6/29/2006

Rimbaud

I'm in the middle of a biography of Rimbaud by Enid Starkie. Whenever you think you've read it all as far as the horror of an artist's life goes - there's always more. Arthur Rimbaud begins life in a small provincial French town. He excels in literature and wins several poetry prizes by the time he's fifteen. His mother is a woman determined to push Rimbaud into a "good" career - and he definitely has the brains for it. For these first fifteen years - he plays at being an obedient kid but behind his placid demeanor - there is already a wild egoism waiting to emerge.

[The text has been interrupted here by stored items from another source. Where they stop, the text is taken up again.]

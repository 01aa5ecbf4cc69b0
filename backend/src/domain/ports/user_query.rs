//! Driving port for reading active users.

use async_trait::async_trait;

use crate::domain::{Email, Error, User, UserId};

/// Domain use-case port for user lookups.
///
/// Only ACTIVE users are visible. Pending and missing users both surface as
/// `not_found`.
#[cfg_attr(test, mockall::automock)]
#[async_trait]
pub trait UserQuery: Send + Sync {
    /// Active user with identifier `id`.
    async fn get_by_id(&self, id: UserId) -> Result<User, Error>;

    /// Active user registered under `email`.
    async fn get_by_email(&self, email: &Email) -> Result<User, Error>;
}
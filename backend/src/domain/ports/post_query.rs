//! Driving port for reading posts.

use async_trait::async_trait;

use crate::domain::{Error, Post, PostId};

/// Domain use-case port for post lookups.
#[cfg_attr(test, mockall::automock)]
#[async_trait]
pub trait PostQuery: Send + Sync {
    /// Fetch a post together with its writer.
    async fn get_by_id(&self, id: PostId) -> Result<Post, Error>;
}
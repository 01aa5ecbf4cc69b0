//! Certification message delivery adapters.

mod http_notifier;

pub use http_notifier::WebhookCertificationNotifier;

His studies of magic, alchemy, and the Cabala convince him that there is a totally original non-Christian poetry that goes back to magical sources. According to his theory - by "disordering the senses" he can tap into the neo-Platonic power behind the senses, and become a sort of God. There is already a bit of a tradition of this in France with Baudelaire - but Baudelaire believes that this "debauch" will ultimately fail and destroy the poet. Rimbaud believes that Baudelaire didn't go far enough.

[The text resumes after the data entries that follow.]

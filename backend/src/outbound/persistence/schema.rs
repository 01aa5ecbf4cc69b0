//! Diesel table definitions for the PostgreSQL schema.
//!
//! These must match `backend/migrations` exactly; regenerate with
//! `diesel print-schema` after changing a migration.

diesel::table! {
    /// Registered user accounts.
    users (id) {
        id -> Int8,
        /// Unique login address (`users_email_key`).
        email -> Varchar,
        nickname -> Varchar,
        address -> Varchar,
        /// `PENDING` or `ACTIVE`, enforced by a check constraint.
        status -> Varchar,
        certification_code -> Varchar,
        last_login_at -> Nullable<Timestamptz>,
    }
}

diesel::table! {
    /// Posts written by users.
    posts (id) {
        id -> Int8,
        content -> Text,
        writer_id -> Int8,
        created_at -> Timestamptz,
        modified_at -> Nullable<Timestamptz>,
    }
}

diesel::joinable!(posts -> users (writer_id));

diesel::allow_tables_to_appear_in_same_query!(posts, users);
//! Tests for users API handlers.

use super::*;
use crate::domain::ports::{MockPostCommand, MockPostQuery, MockUserCommand, MockUserQuery};
use crate::domain::{UserParts, UserStatus};
use crate::inbound::http::error::{json_error_handler, path_error_handler, query_error_handler};
use crate::inbound::http::state::HttpStatePorts;
use actix_web::http::StatusCode;
use actix_web::{App, test as actix_test, web};
use chrono::TimeZone;
use rstest::rstest;
use serde_json::Value;
use std::sync::Arc;
use url::Url;

const REDIRECT: &str = "http://localhost:3000/";

fn parts(id: i64, status: UserStatus) -> UserParts {
    UserParts {
        id: UserId::new(id),
        email: Email::new("ada@example.com").expect("valid email"),
        nickname: Nickname::new("ada").expect("valid nickname"),
        address: Address::new("London").expect("valid address"),
        status,
        certification_code: CertificationCode::new("code-1").expect("valid code"),
        last_login_at: None,
    }
}

fn user(id: i64, status: UserStatus) -> User {
    User::from_parts(parts(id, status))
}

fn test_app(
    users: MockUserCommand,
    users_query: MockUserQuery,
) -> App<
    impl actix_web::dev::ServiceFactory<
        actix_web::dev::ServiceRequest,
        Config = (),
        Response = actix_web::dev::ServiceResponse,
        Error = actix_web::Error,
        InitError = (),
    >,
> {
    let state = HttpState::new(
        HttpStatePorts {
            users: Arc::new(users),
            users_query: Arc::new(users_query),
            posts: Arc::new(MockPostCommand::new()),
            posts_query: Arc::new(MockPostQuery::new()),
        },
        Url::parse(REDIRECT).expect("valid redirect url"),
    );
    App::new()
        .app_data(web::Data::new(state))
        .app_data(web::JsonConfig::default().error_handler(json_error_handler))
        .app_data(web::PathConfig::default().error_handler(path_error_handler))
        .app_data(web::QueryConfig::default().error_handler(query_error_handler))
        .service(web::scope("/api").configure(configure))
}

#[actix_web::test]
async fn create_user_returns_created_pending_user() {
    let mut users = MockUserCommand::new();
    users
        .expect_create()
        .withf(|request| {
            request.email.as_ref() == "ada@example.com" && request.nickname.as_ref() == "ada"
        })
        .times(1)
        .return_once(|_| Ok(user(1, UserStatus::Pending)));
    let app = actix_test::init_service(test_app(users, MockUserQuery::new())).await;

    let request = actix_test::TestRequest::post()
        .uri("/api/users")
        .set_json(UserCreateRequest {
            email: "ada@example.com".into(),
            nickname: "ada".into(),
            address: "London".into(),
        })
        .to_request();
    let response = actix_test::call_service(&app, request).await;

    assert_eq!(response.status(), StatusCode::CREATED);
    let value: Value = actix_test::read_body_json(response).await;
    assert_eq!(value["id"], 1);
    assert_eq!(value["email"], "ada@example.com");
    assert_eq!(value["nickname"], "ada");
    assert_eq!(value["status"], "PENDING");
    assert!(value["lastLoginAt"].is_null());
    assert!(value.get("address").is_none());
}

#[rstest]
#[case("", "ada", "email", "empty")]
#[case("not-an-address", "ada", "email", "invalid_format")]
#[case("ada@example.com", "  ", "nickname", "empty")]
#[actix_web::test]
async fn create_user_rejects_invalid_fields(
    #[case] email: &str,
    #[case] nickname: &str,
    #[case] field: &str,
    #[case] code: &str,
) {
    let mut users = MockUserCommand::new();
    users.expect_create().never();
    let app = actix_test::init_service(test_app(users, MockUserQuery::new())).await;

    let request = actix_test::TestRequest::post()
        .uri("/api/users")
        .set_json(UserCreateRequest {
            email: email.into(),
            nickname: nickname.into(),
            address: String::new(),
        })
        .to_request();
    let response = actix_test::call_service(&app, request).await;

    assert_eq!(response.status(), StatusCode::BAD_REQUEST);
    let value: Value = actix_test::read_body_json(response).await;
    assert_eq!(value["code"], "invalid_request");
    assert_eq!(value["details"]["field"], field);
    assert_eq!(value["details"]["code"], code);
}

#[actix_web::test]
async fn create_user_maps_duplicate_email_to_conflict() {
    let mut users = MockUserCommand::new();
    users
        .expect_create()
        .return_once(|_| Err(Error::conflict("email already registered")));
    let app = actix_test::init_service(test_app(users, MockUserQuery::new())).await;

    let request = actix_test::TestRequest::post()
        .uri("/api/users")
        .set_json(UserCreateRequest {
            email: "ada@example.com".into(),
            nickname: "ada".into(),
            address: String::new(),
        })
        .to_request();
    let response = actix_test::call_service(&app, request).await;

    assert_eq!(response.status(), StatusCode::CONFLICT);
}

#[actix_web::test]
async fn get_user_returns_active_user() {
    let mut query = MockUserQuery::new();
    query
        .expect_get_by_id()
        .withf(|id| *id == UserId::new(1))
        .return_once(|_| Ok(user(1, UserStatus::Active)));
    let app = actix_test::init_service(test_app(MockUserCommand::new(), query)).await;

    let response = actix_test::call_service(
        &app,
        actix_test::TestRequest::get().uri("/api/users/1").to_request(),
    )
    .await;

    assert_eq!(response.status(), StatusCode::OK);
    let value: Value = actix_test::read_body_json(response).await;
    assert_eq!(value["status"], "ACTIVE");
    assert!(value.get("address").is_none());
}

#[actix_web::test]
async fn get_user_maps_not_found() {
    let mut query = MockUserQuery::new();
    query
        .expect_get_by_id()
        .return_once(|_| Err(Error::not_found("user 9 not found")));
    let app = actix_test::init_service(test_app(MockUserCommand::new(), query)).await;

    let response = actix_test::call_service(
        &app,
        actix_test::TestRequest::get().uri("/api/users/9").to_request(),
    )
    .await;

    assert_eq!(response.status(), StatusCode::NOT_FOUND);
    let value: Value = actix_test::read_body_json(response).await;
    assert_eq!(value["code"], "not_found");
}

#[actix_web::test]
async fn get_user_rejects_non_numeric_id() {
    let app =
        actix_test::init_service(test_app(MockUserCommand::new(), MockUserQuery::new())).await;

    let response = actix_test::call_service(
        &app,
        actix_test::TestRequest::get().uri("/api/users/abc").to_request(),
    )
    .await;

    assert_eq!(response.status(), StatusCode::BAD_REQUEST);
}

#[actix_web::test]
async fn verify_email_redirects_on_success() {
    let mut users = MockUserCommand::new();
    users
        .expect_verify_email()
        .withf(|id, code| *id == UserId::new(1) && code.as_ref() == "code-1")
        .times(1)
        .return_once(|_, _| Ok(user(1, UserStatus::Active)));
    let app = actix_test::init_service(test_app(users, MockUserQuery::new())).await;

    let response = actix_test::call_service(
        &app,
        actix_test::TestRequest::get()
            .uri("/api/users/1/verify?certificationCode=code-1")
            .to_request(),
    )
    .await;

    assert_eq!(response.status(), StatusCode::FOUND);
    assert_eq!(
        response
            .headers()
            .get(header::LOCATION)
            .and_then(|v| v.to_str().ok()),
        Some(REDIRECT)
    );
}

#[actix_web::test]
async fn verify_email_reports_code_mismatch() {
    let mut users = MockUserCommand::new();
    users.expect_verify_email().return_once(|_, _| {
        Err(Error::certification_code_not_matched(
            "certification code does not match",
        ))
    });
    let app = actix_test::init_service(test_app(users, MockUserQuery::new())).await;

    let response = actix_test::call_service(
        &app,
        actix_test::TestRequest::get()
            .uri("/api/users/1/verify?certificationCode=wrong")
            .to_request(),
    )
    .await;

    assert_eq!(response.status(), StatusCode::BAD_REQUEST);
    let value: Value = actix_test::read_body_json(response).await;
    assert_eq!(value["code"], "certification_code_not_matched");
}

#[actix_web::test]
async fn verify_email_requires_certification_code() {
    let mut users = MockUserCommand::new();
    users.expect_verify_email().never();
    let app = actix_test::init_service(test_app(users, MockUserQuery::new())).await;

    let response = actix_test::call_service(
        &app,
        actix_test::TestRequest::get()
            .uri("/api/users/1/verify")
            .to_request(),
    )
    .await;

    assert_eq!(response.status(), StatusCode::BAD_REQUEST);
}

#[actix_web::test]
async fn get_my_info_records_login_and_includes_address() {
    let login_at = Utc
        .with_ymd_and_hms(2024, 5, 1, 9, 30, 0)
        .single()
        .expect("valid timestamp");
    let mut query = MockUserQuery::new();
    query
        .expect_get_by_email()
        .withf(|email| email.as_ref() == "ada@example.com")
        .return_once(|_| Ok(user(1, UserStatus::Active)));
    let mut users = MockUserCommand::new();
    users
        .expect_login()
        .withf(|id| *id == UserId::new(1))
        .times(1)
        .return_once(move |_| {
            Ok(User::from_parts(UserParts {
                last_login_at: Some(login_at),
                ..parts(1, UserStatus::Active)
            }))
        });
    let app = actix_test::init_service(test_app(users, query)).await;

    let response = actix_test::call_service(
        &app,
        actix_test::TestRequest::get()
            .uri("/api/users/me")
            .insert_header(("EMAIL", "ada@example.com"))
            .to_request(),
    )
    .await;

    assert_eq!(response.status(), StatusCode::OK);
    let value: Value = actix_test::read_body_json(response).await;
    assert_eq!(value["address"], "London");
    assert_eq!(value["lastLoginAt"], "2024-05-01T09:30:00Z");
}

#[actix_web::test]
async fn get_my_info_requires_email_header() {
    let mut query = MockUserQuery::new();
    query.expect_get_by_email().never();
    let app = actix_test::init_service(test_app(MockUserCommand::new(), query)).await;

    let response = actix_test::call_service(
        &app,
        actix_test::TestRequest::get().uri("/api/users/me").to_request(),
    )
    .await;

    assert_eq!(response.status(), StatusCode::BAD_REQUEST);
    let value: Value = actix_test::read_body_json(response).await;
    assert_eq!(value["details"]["code"], "missing_header");
}

#[actix_web::test]
async fn update_my_info_applies_supplied_fields() {
    let mut query = MockUserQuery::new();
    query
        .expect_get_by_email()
        .return_once(|_| Ok(user(1, UserStatus::Active)));
    let mut users = MockUserCommand::new();
    users
        .expect_update()
        .withf(|id, update| {
            *id == UserId::new(1)
                && update
                    .nickname
                    .as_ref()
                    .is_some_and(|nickname| nickname.as_ref() == "lovelace")
                && update.address.is_none()
        })
        .times(1)
        .return_once(|_, update| {
            let mut stored = parts(1, UserStatus::Active);
            if let Some(nickname) = update.nickname {
                stored.nickname = nickname;
            }
            if let Some(address) = update.address {
                stored.address = address;
            }
            Ok(User::from_parts(stored))
        });
    let app = actix_test::init_service(test_app(users, query)).await;

    let response = actix_test::call_service(
        &app,
        actix_test::TestRequest::put()
            .uri("/api/users/me")
            .insert_header(("EMAIL", "ada@example.com"))
            .set_json(UserUpdateRequest {
                nickname: Some("lovelace".into()),
                address: None,
            })
            .to_request(),
    )
    .await;

    assert_eq!(response.status(), StatusCode::OK);
    let value: Value = actix_test::read_body_json(response).await;
    assert_eq!(value["nickname"], "lovelace");
    assert_eq!(value["address"], "London");
}

#[actix_web::test]
async fn update_my_info_rejects_malformed_json() {
    let app =
        actix_test::init_service(test_app(MockUserCommand::new(), MockUserQuery::new())).await;

    let response = actix_test::call_service(
        &app,
        actix_test::TestRequest::put()
            .uri("/api/users/me")
            .insert_header(("EMAIL", "ada@example.com"))
            .insert_header(("content-type", "application/json"))
            .set_payload("{\"nickname\":")
            .to_request(),
    )
    .await;

    assert_eq!(response.status(), StatusCode::BAD_REQUEST);
    let value: Value = actix_test::read_body_json(response).await;
    assert_eq!(value["details"]["code"], "malformed_body");
}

By the age of 16 he has run away from home to go to Paris several times; and each time he is met with abject failure (frankly a lot of it because of his own behavior). By the time he's 21 or so - he's written his major works - and alienated Parisian literary circles; his own family; his friends; and I suppose anyone else he's come in contact with. What is worse, is that he's come to believe that his ideas about channeling God (some say the Devil) - has not worked and that he's only been writing (like every former poet) through his own prism. A Season in Hell is partly about this horrible discovery of his own failure.

His former lover, Verlaine, has been sent to jail for shooting Rimbaud in the wrist. Rimbaud has stopped writing altogether and believes that he must make a success of himself by becoming an industrialist or a scientist. He is convinced that a new world based on science will produce the utopia he's been longing for.

But again - at every point where he might have found some success he gets bored with the drudgery of the "real world." A lost spirit, set adrift in a world which he cannot accept.

It's difficult to find a single moment of peace for him. He ends up in Africa - running guns, possibly involved in slave-trading. And through all this - from the most remote locations - he continues to write to his mother:

"I'm obliged to wander over the face of the earth, tied as I am to a distant undertaking. What is the use of all this indescribable suffering, if I'm not one day, after a few years, to rest in a place that I more or less like, and have a family of my own, a son at least, whom I shall spend the rest of my life in training according to my own ideas and whom I'll see grow into a famous engineer, a man rich and powerful through science. But who knows how long I may last in these mountains here; I may lose my life amongst these people, without any news of me ever coming out again." May 6th, 1883

His problem was that he was just living at the wrong time. If he'd live in San Francisco in 1965 he might have been the next Jim Morrison. In the '50's he might have been Alan Ginsburg living in Pasaic or Jersey City.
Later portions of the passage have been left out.